*Task to complete*
What to return is the tail of the data, from the line that contains "pub fn terminate(mut" down to the last line, copied exactly.

┌─ Input for this task

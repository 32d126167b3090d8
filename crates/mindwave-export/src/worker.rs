//! Message-driven export worker.
//!
//! A host posts [`ExportRequest`]s and reads back [`WorkerMessage`]s: zero or
//! more `Progress` messages, then exactly one `Complete` or `Error` per
//! request. Requests are processed one at a time on a dedicated thread.

use crate::pipeline::{run_export, ExportResult};
use crate::progress::ExportProgress;
use crate::types::AudioChunk;
use crate::{ExportError, ExportFormat, ExportOptions, Result};
use crossbeam_channel::{Receiver, Sender};
use serde::{Deserialize, Serialize};
use std::thread::JoinHandle;

/// Export request as posted by the host
#[derive(Debug, Clone, PartialEq, Serialize, Deserialize)]
#[serde(tag = "type", rename = "export", rename_all = "camelCase")]
pub struct ExportRequest {
    /// `(left, right)` pairs in capture order
    pub chunks: Vec<(Vec<f32>, Vec<f32>)>,
    /// One of `wav-16`, `wav-24`, `mp3-192`, `mp3-320`
    pub format: String,
    pub loop_count: u32,
    pub sample_rate: u32,
}

/// Message posted back to the host
#[derive(Debug, Clone, PartialEq, Serialize, Deserialize)]
#[serde(tag = "type", rename_all = "camelCase")]
pub enum WorkerMessage {
    Progress {
        step: String,
        detail: String,
        percent: u8,
    },
    #[serde(rename_all = "camelCase")]
    Complete {
        buffer: Vec<u8>,
        mime_type: String,
        ext: String,
        /// Seconds of audio
        duration: f64,
        /// Seconds spent exporting, two decimals
        processing_time: String,
    },
    Error {
        message: String,
    },
}

impl From<ExportProgress> for WorkerMessage {
    fn from(p: ExportProgress) -> Self {
        WorkerMessage::Progress {
            step: p.step.label().to_string(),
            detail: p.detail,
            percent: p.percent,
        }
    }
}

impl From<ExportResult> for WorkerMessage {
    fn from(result: ExportResult) -> Self {
        WorkerMessage::Complete {
            processing_time: result.processing_time_display(),
            mime_type: result.mime_type.to_string(),
            ext: result.extension.to_string(),
            duration: result.duration_seconds,
            buffer: result.payload,
        }
    }
}

impl WorkerMessage {
    pub fn is_terminal(&self) -> bool {
        !matches!(self, WorkerMessage::Progress { .. })
    }
}

fn prepare(request: ExportRequest) -> Result<(Vec<AudioChunk>, ExportFormat, u32, u32)> {
    let format: ExportFormat = request.format.parse()?;
    let chunks = request
        .chunks
        .into_iter()
        .enumerate()
        .map(|(index, (left, right))| {
            AudioChunk::stereo(left, right).map_err(|e| match e {
                ExportError::InvalidData(reason) => {
                    ExportError::InvalidData(format!("chunk {index}: {reason}"))
                }
                other => other,
            })
        })
        .collect::<Result<Vec<_>>>()?;
    Ok((chunks, format, request.loop_count, request.sample_rate))
}

/// Run one request, posting its messages through `emit`.
pub fn handle_request(request: ExportRequest, options: &ExportOptions, emit: impl Fn(WorkerMessage)) {
    let outcome = prepare(request).and_then(|(chunks, format, loop_count, sample_rate)| {
        run_export(chunks, format, loop_count, sample_rate, options, |p| {
            emit(WorkerMessage::from(p))
        })
    });

    match outcome {
        Ok(result) => emit(WorkerMessage::from(result)),
        Err(e) => {
            log::error!("export failed: {e}");
            emit(WorkerMessage::Error {
                message: e.to_string(),
            });
        }
    }
}

/// Dedicated export thread fed through a request channel.
///
/// Dropping the worker (or calling [`terminate()`](Self::terminate)) closes
/// the request queue and waits for the in-flight export, if any.
pub struct ExportWorker {
    requests: Option<Sender<ExportRequest>>,
    messages: Receiver<WorkerMessage>,
    thread: Option<JoinHandle<()>>,
}

impl ExportWorker {
    pub fn spawn() -> Result<Self> {
        Self::with_options(ExportOptions::default())
    }

    pub fn with_options(options: ExportOptions) -> Result<Self> {
        options.validate()?;
        let (request_tx, request_rx) = crossbeam_channel::unbounded::<ExportRequest>();
        // Unbounded so terminal messages are never dropped.
        let (message_tx, message_rx) = crossbeam_channel::unbounded();

        let thread = std::thread::Builder::new()
            .name("mindwave-export-worker".into())
            .spawn(move || {
                for request in request_rx.iter() {
                    handle_request(request, &options, |message| {
                        let _ = message_tx.send(message);
                    });
                }
                log::debug!("export worker shutting down");
            })?;

        Ok(Self {
            requests: Some(request_tx),
            messages: message_rx,
            thread: Some(thread),
        })
    }

    pub fn submit(&self, request: ExportRequest) -> Result<()> {
        self.requests
            .as_ref()
            .ok_or_else(|| ExportError::Render("export worker has shut down".into()))?
            .send(request)
            .map_err(|_| ExportError::Render("export worker has shut down".into()))
    }

    pub fn messages(&self) -> &Receiver<WorkerMessage> {
        &self.messages
    }

    pub fn try_recv(&self) -> Option<WorkerMessage> {
        self.messages.try_recv().ok()
    }

    /// Block until the terminal message of the current request arrives.
    pub fn recv_terminal(&self) -> Result<WorkerMessage> {
        loop {
            let message = self
                .messages
                .recv()
                .map_err(|_| ExportError::Render("export worker disconnected".into()))?;
            if message.is_terminal() {
                return Ok(message);
            }
        }
    }

    pub fn terminate(mut self) {
        self.shutdown();
    }

    fn shutdown(&mut self) {
        self.requests.take();
        if let Some(thread) = self.thread.take() {
            if thread.join().is_err() {
                log::error!("export worker thread panicked");
            }
        }
    }
}

impl Drop for ExportWorker {
    fn drop(&mut self) {
        self.shutdown();
    }
}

└─

*Finished exercise*
    pub fn terminate(mut self) {
        self.shutdown();
    }

    fn shutdown(&mut self) {
        self.requests.take();
        if let Some(thread) = self.thread.take() {
            if thread.join().is_err() {
                log::error!("export worker thread panicked");
            }
        }
    }
}

impl Drop for ExportWorker {
    fn drop(&mut self) {
        self.shutdown();
    }
}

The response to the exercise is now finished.